ASSIGNED TASK: Write out the data exactly, keeping every line.

SOURCE MATERIAL:

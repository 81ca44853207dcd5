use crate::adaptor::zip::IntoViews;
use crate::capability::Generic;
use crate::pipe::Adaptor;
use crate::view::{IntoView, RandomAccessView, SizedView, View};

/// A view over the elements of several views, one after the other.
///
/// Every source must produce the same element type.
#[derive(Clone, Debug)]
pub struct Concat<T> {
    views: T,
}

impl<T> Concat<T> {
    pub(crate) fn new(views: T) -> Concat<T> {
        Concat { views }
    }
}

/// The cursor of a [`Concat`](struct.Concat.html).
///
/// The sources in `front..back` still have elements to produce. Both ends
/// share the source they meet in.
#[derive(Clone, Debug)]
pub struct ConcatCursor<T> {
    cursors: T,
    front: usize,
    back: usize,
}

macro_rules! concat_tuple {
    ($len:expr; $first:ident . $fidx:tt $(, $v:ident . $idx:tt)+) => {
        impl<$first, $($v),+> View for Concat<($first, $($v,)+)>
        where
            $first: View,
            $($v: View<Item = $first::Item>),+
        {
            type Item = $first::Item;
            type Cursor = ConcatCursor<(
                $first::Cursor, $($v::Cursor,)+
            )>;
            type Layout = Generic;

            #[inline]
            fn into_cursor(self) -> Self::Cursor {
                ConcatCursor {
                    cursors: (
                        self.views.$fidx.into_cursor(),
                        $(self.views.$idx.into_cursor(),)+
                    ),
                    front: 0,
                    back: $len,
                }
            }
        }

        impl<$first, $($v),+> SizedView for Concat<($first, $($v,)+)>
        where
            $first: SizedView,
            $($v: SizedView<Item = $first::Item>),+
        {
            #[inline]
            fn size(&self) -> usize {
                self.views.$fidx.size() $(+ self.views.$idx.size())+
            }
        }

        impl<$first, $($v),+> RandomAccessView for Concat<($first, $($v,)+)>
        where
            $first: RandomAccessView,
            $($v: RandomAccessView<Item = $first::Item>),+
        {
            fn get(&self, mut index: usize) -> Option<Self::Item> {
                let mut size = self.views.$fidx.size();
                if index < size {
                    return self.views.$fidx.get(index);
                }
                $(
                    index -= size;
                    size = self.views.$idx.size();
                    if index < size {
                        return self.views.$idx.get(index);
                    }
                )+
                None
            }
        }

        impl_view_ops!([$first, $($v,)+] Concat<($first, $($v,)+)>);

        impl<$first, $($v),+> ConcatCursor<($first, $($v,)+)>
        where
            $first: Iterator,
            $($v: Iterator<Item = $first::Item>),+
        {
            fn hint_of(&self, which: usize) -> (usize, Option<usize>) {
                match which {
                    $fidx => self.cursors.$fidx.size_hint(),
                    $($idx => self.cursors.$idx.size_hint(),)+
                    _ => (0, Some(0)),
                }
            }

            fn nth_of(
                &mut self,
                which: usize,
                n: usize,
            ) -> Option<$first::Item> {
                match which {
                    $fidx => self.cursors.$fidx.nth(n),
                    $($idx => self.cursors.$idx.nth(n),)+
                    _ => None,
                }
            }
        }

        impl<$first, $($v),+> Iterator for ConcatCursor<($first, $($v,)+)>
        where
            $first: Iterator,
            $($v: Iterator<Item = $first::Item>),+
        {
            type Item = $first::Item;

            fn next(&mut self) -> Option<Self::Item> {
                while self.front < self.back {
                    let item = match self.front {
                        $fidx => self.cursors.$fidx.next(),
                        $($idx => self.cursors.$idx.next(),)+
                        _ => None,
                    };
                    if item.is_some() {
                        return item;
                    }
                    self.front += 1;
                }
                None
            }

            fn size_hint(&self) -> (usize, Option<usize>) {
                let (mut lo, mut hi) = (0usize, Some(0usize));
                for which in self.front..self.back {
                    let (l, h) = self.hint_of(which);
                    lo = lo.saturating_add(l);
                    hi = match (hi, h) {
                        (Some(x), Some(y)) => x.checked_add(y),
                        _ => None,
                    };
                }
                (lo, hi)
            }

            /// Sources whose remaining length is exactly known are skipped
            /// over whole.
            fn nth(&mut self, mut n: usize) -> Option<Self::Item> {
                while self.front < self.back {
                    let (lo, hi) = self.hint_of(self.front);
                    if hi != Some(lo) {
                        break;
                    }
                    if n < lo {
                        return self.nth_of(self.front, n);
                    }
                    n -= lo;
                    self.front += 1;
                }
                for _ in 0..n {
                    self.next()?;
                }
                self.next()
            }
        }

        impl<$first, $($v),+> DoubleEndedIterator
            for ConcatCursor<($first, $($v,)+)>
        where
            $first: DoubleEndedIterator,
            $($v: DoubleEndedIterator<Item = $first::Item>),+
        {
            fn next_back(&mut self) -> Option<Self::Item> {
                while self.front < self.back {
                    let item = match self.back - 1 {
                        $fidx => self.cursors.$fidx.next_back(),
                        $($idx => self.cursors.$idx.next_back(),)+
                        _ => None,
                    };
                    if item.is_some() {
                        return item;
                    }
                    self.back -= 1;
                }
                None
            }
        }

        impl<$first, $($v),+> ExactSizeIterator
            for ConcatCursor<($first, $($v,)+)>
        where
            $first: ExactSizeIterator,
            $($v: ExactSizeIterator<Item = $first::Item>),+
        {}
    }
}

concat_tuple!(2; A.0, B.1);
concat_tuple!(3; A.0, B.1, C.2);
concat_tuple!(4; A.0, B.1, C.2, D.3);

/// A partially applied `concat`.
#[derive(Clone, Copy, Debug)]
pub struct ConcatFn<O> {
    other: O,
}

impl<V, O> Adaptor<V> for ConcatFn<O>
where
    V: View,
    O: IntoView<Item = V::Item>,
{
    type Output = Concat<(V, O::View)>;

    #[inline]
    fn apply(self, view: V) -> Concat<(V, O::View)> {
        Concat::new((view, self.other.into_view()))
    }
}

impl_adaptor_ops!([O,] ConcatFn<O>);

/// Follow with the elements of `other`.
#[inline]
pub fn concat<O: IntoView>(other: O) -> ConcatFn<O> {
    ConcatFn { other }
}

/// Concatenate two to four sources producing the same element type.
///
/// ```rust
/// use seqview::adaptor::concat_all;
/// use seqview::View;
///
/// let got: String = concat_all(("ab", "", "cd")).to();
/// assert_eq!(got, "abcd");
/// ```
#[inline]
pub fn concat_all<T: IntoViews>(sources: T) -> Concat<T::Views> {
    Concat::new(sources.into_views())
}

EXERCISE RESPONSE:
repository 81ca44853207dcd5
use crate::adaptor::zip::IntoViews;
use crate::capability::Generic;
use crate::pipe::Adaptor;
use crate::view::{IntoView, RandomAccessView, SizedView, View};

/// A view over the elements of several views, one after the other.
///
/// Every source must produce the same element type.
#[derive(Clone, Debug)]
pub struct Concat<T> {
    views: T,
}

impl<T> Concat<T> {
    pub(crate) fn new(views: T) -> Concat<T> {
        Concat { views }
    }
}

/// The cursor of a [`Concat`](struct.Concat.html).
///
/// The sources in `front..back` still have elements to produce. Both ends
/// share the source they meet in.
#[derive(Clone, Debug)]
pub struct ConcatCursor<T> {
    cursors: T,
    front: usize,
    back: usize,
}

macro_rules! concat_tuple {
    ($len:expr; $first:ident . $fidx:tt $(, $v:ident . $idx:tt)+) => {
        impl<$first, $($v),+> View for Concat<($first, $($v,)+)>
        where
            $first: View,
            $($v: View<Item = $first::Item>),+
        {
            type Item = $first::Item;
            type Cursor = ConcatCursor<(
                $first::Cursor, $($v::Cursor,)+
            )>;
            type Layout = Generic;

            #[inline]
            fn into_cursor(self) -> Self::Cursor {
                ConcatCursor {
                    cursors: (
                        self.views.$fidx.into_cursor(),
                        $(self.views.$idx.into_cursor(),)+
                    ),
                    front: 0,
                    back: $len,
                }
            }
        }

        impl<$first, $($v),+> SizedView for Concat<($first, $($v,)+)>
        where
            $first: SizedView,
            $($v: SizedView<Item = $first::Item>),+
        {
            #[inline]
            fn size(&self) -> usize {
                self.views.$fidx.size() $(+ self.views.$idx.size())+
            }
        }

        impl<$first, $($v),+> RandomAccessView for Concat<($first, $($v,)+)>
        where
            $first: RandomAccessView,
            $($v: RandomAccessView<Item = $first::Item>),+
        {
            fn get(&self, mut index: usize) -> Option<Self::Item> {
                let mut size = self.views.$fidx.size();
                if index < size {
                    return self.views.$fidx.get(index);
                }
                $(
                    index -= size;
                    size = self.views.$idx.size();
                    if index < size {
                        return self.views.$idx.get(index);
                    }
                )+
                None
            }
        }

        impl_view_ops!([$first, $($v,)+] Concat<($first, $($v,)+)>);

        impl<$first, $($v),+> ConcatCursor<($first, $($v,)+)>
        where
            $first: Iterator,
            $($v: Iterator<Item = $first::Item>),+
        {
            fn hint_of(&self, which: usize) -> (usize, Option<usize>) {
                match which {
                    $fidx => self.cursors.$fidx.size_hint(),
                    $($idx => self.cursors.$idx.size_hint(),)+
                    _ => (0, Some(0)),
                }
            }

            fn nth_of(
                &mut self,
                which: usize,
                n: usize,
            ) -> Option<$first::Item> {
                match which {
                    $fidx => self.cursors.$fidx.nth(n),
                    $($idx => self.cursors.$idx.nth(n),)+
                    _ => None,
                }
            }
        }

        impl<$first, $($v),+> Iterator for ConcatCursor<($first, $($v,)+)>
        where
            $first: Iterator,
            $($v: Iterator<Item = $first::Item>),+
        {
            type Item = $first::Item;

            fn next(&mut self) -> Option<Self::Item> {
                while self.front < self.back {
                    let item = match self.front {
                        $fidx => self.cursors.$fidx.next(),
                        $($idx => self.cursors.$idx.next(),)+
                        _ => None,
                    };
                    if item.is_some() {
                        return item;
                    }
                    self.front += 1;
                }
                None
            }

            fn size_hint(&self) -> (usize, Option<usize>) {
                let (mut lo, mut hi) = (0usize, Some(0usize));
                for which in self.front..self.back {
                    let (l, h) = self.hint_of(which);
                    lo = lo.saturating_add(l);
                    hi = match (hi, h) {
                        (Some(x), Some(y)) => x.checked_add(y),
                        _ => None,
                    };
                }
                (lo, hi)
            }

            /// Sources whose remaining length is exactly known are skipped
            /// over whole.
            fn nth(&mut self, mut n: usize) -> Option<Self::Item> {
                while self.front < self.back {
                    let (lo, hi) = self.hint_of(self.front);
                    if hi != Some(lo) {
                        break;
                    }
                    if n < lo {
                        return self.nth_of(self.front, n);
                    }
                    n -= lo;
                    self.front += 1;
                }
                for _ in 0..n {
                    self.next()?;
                }
                self.next()
            }
        }

        impl<$first, $($v),+> DoubleEndedIterator
            for ConcatCursor<($first, $($v,)+)>
        where
            $first: DoubleEndedIterator,
            $($v: DoubleEndedIterator<Item = $first::Item>),+
        {
            fn next_back(&mut self) -> Option<Self::Item> {
                while self.front < self.back {
                    let item = match self.back - 1 {
                        $fidx => self.cursors.$fidx.next_back(),
                        $($idx => self.cursors.$idx.next_back(),)+
                        _ => None,
                    };
                    if item.is_some() {
                        return item;
                    }
                    self.back -= 1;
                }
                None
            }
        }

        impl<$first, $($v),+> ExactSizeIterator
            for ConcatCursor<($first, $($v,)+)>
        where
            $first: ExactSizeIterator,
            $($v: ExactSizeIterator<Item = $first::Item>),+
        {}
    }
}

concat_tuple!(2; A.0, B.1);
concat_tuple!(3; A.0, B.1, C.2);
concat_tuple!(4; A.0, B.1, C.2, D.3);

/// A partially applied `concat`.
#[derive(Clone, Copy, Debug)]
pub struct ConcatFn<O> {
    other: O,
}

impl<V, O> Adaptor<V> for ConcatFn<O>
where
    V: View,
    O: IntoView<Item = V::Item>,
{
    type Output = Concat<(V, O::View)>;

    #[inline]
    fn apply(self, view: V) -> Concat<(V, O::View)> {
        Concat::new((view, self.other.into_view()))
    }
}

impl_adaptor_ops!([O,] ConcatFn<O>);

/// Follow with the elements of `other`.
#[inline]
pub fn concat<O: IntoView>(other: O) -> ConcatFn<O> {
    ConcatFn { other }
}

/// Concatenate two to four sources producing the same element type.
///
/// ```rust
/// use seqview::adaptor::concat_all;
/// use seqview::View;
///
/// let got: String = concat_all(("ab", "", "cd")).to();
/// assert_eq!(got, "abcd");
/// ```
#[inline]
pub fn concat_all<T: IntoViews>(sources: T) -> Concat<T::Views> {
    Concat::new(sources.into_views())
}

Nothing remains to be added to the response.